Ap psychology

Monday, November 27, 2006

Extending Reading: "It's Magical it's malleable, it's memory."

Extending Reading: "It's Magical it's malleable, it's memory."
What is the relationship between memory and selfhood?
Our memories are mostly reconstructed, and these constructed memories affect our selfhood. We tend to believe that our self hood (who I am) is based on our experiences, but Lotus state that our memory not a bedrock, it is a like shifting sands. We tend to create false memories, and it could affect our self hood. For example in this article, Lotus believed that she did not see her mother’s dead body. After hearing the false insist from her uncle, “The memories began to drift back” She became to remember images and scene of the night that his mother was drown. She started to remember her mother’s face and polices cars. Her self hood started to change because new memories are constructed. After a few days her brother called him and said it was a mistake, she finally knew that her memory was made up. Her selfhood changed back since she knew that her new memories were constructed.

What new discovery about memory do you find most interesting?
First I believe that our selfhood could be affected by past events, I was wrong. After reading this article on memory, I realized that our complex memories are mostly reconstructed, and they are not a 100% record of the past events. If memories are like “quick sand” and could be easily constructed, this means that our selfhood could also be easily constructed. I am also surprised what our brain can do, our brain can encode different false memories ranging from person to person and we would not even realize that memories are reconstructed. We would tend to believe that the reconstructed memory is what we have been through. If our memories could be easily reconstructed and they are false memories, then should we really believe in our own memories and who we really are?

What is the homunculus crisis?
We have understood where memories are stored and what happens when memory is recalled, but we don’t know what stimulate it. Not knowing what activates us to retrieve memories is called the “homunculus crisis”. Memory is like a network of neurons that “activated when an event occurs and each time that network is stimulated the memory is strengthened or consolidated.” “Even the simplest memory stimulates complex neural networks at several different sites in the brain. The content (what happened) and meaning (how it felt) of an event are laid down in separate parts of the brain.”

Which theory of dreams finds support in the experiments by Lynch?
“In Canada, students who slept after cramming for an exam retained more information than those who pulled an all-nighter.” The experiment conducted by Lynch is a cognitive theory. Winson’s cognitive theory states that our dreams are a replay of daily experiences and it helps us learn and consolidate information. Students who slept after cramming for an exam are able to organize information during their sleep but the students who did not sleep for the entire night could not consolidate their learn information.

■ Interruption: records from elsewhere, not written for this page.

//! Conversation context construction
//!
//! Turns a branching, multi-versioned chat history into a bounded list of
//! messages for a model call:
//!
//! - [`records`]: append-only turn logs (prompt edits, response versions)
//! - [`reconstruct`]: the latest linear thread from those logs
//! - [`memory`]: recalled facts injected as system messages
//! - [`trimmer`]: newest-first trimming against a model's token budget
//! - [`context`]: the whole pipeline for one live prompt
//!
//! # Example
//!
//! ```rust,no_run
//! use thread_context::{ContextMessage, ContextTrimmer};
//!
//! # fn main() -> thread_context::Result<()> {
//! let trimmer = ContextTrimmer::openai()?;
//! let history = vec![
//!     ContextMessage::user("Hello"),
//!     ContextMessage::assistant("Hi! How can I help?"),
//! ];
//! let kept = trimmer.trim("gpt-3.5-turbo", &history)?;
//! assert_eq!(kept.len(), 2);
//! # Ok(())
//! # }
//! ```

pub mod context;
pub mod error;
pub mod memory;
pub mod message;
pub mod models;
pub mod reconstruct;
pub mod records;
pub mod token_counter;
pub mod trimmer;

pub use context::{AssembledContext, ContextAssembler, ContextRequest, ContextUsage, WarningLevel};
pub use error::{ContextError, Result};
pub use memory::{MemoryFact, MemoryInjector, MemoryStore, TurnExchange, FACT_PREFIX};
pub use message::{ContentPart, ContextMessage, FileData, MessageContent, Role};
pub use models::{ModelRegistry, ModelSpec, DEFAULT_CHAT_MODEL, DEFAULT_RESPONSE_RESERVE};
pub use reconstruct::{FileResolver, ReferenceResolver, ThreadReconstructor};
pub use records::{
    Attachment, Feedback, PromptRecord, ResponseRecord, ResponseState, ResponseVersion, TurnLog,
};
pub use token_counter::{
    CharEstimateCounter, TiktokenCounter, TokenCounter, TokenizerRegistry, MESSAGE_OVERHEAD_TOKENS,
};
pub use trimmer::{ContextTrimmer, TrimResult};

How can some memories become indelible?
Indelible memories are described as “carve its canyons and basins of memory into the living brain.” Memories that become indelible are often involved with “emotional arousing experiences”, when we are involved with traumatic experiences two powerful stress hormones will be released called adrenaline and noradealine. These stress hormones are so powerful that they could regulate the strength of storing memories and stimulates the heart to beat faster and muscles to be tense. These hormones could also stimulate the amygdale and produce an unconscious fear response.

How can amnesia and repression be explained?
Repression is when lost memories are later retrieved. Amnesia is when we could not recall a “horrendous event” because it was not initially encoded in to our brain. Amnesia often occurs on victim after injury; repressed memories are believed to be involved in any traumatic experience. Both amnesia and repression may be caused by the malfunction of the hippocampus. The hippocampus processes the memories, depicting words and pictures in to our explicit memory. However “Siegel thinks that some individuals remove conscious attention during repeated trauma.” But there is no direct evidence to prove how memories are impaired.

Explain the following statement: "Memory is more reconstructive than reproductive."
As demonstrated by psychologist John Neisser and John Dean, Richard Nixon could only give a general sense of what was going on in the meeting but failed to provide valid details in the meeting. This shows that human’s memories are incredibly accurate in the overall sense and hugely inaccurate in detail parts. Our memory does not encode all the aspects of an event, it choose to remember the outstanding events and often tends to forget all the detail. We tend to reconstruct the memories of forgotten details according to our preference or our emotions. The strength of the reconstructed memory depends on how many times we convince ourselves that a memory is true.

What new paradigm of memory is now emerging?
"Where memories are understood as creative blending of fact and fiction, where images are alchemized by experience and emotion into memories." When we retrieve memories, we first encode them in to our short term memory then to our long term memory. During the process of encoding, some of the actual details have been lost when it reaches to our long term memory. These forgotten memories are reconstructed in to the way that it makes meaning to us, “and the meaning-making process is shaped by who we are as self.”

After reading this article, what conclusions can you make about memory?
After reading this article, I have concluded that our selfhood keeps on changing due to the influence of our experiences and the reconstruction of our memory. From reading this article I have noticed that our memory is reconstructed according to our selfhood, and our selfhood is also related to our memories. I have also concluded that our memory is really powerful but it could not be trusted to a certain extant. Memory could bring a huge effect on a person’s life, since it is described as the foundation of a person.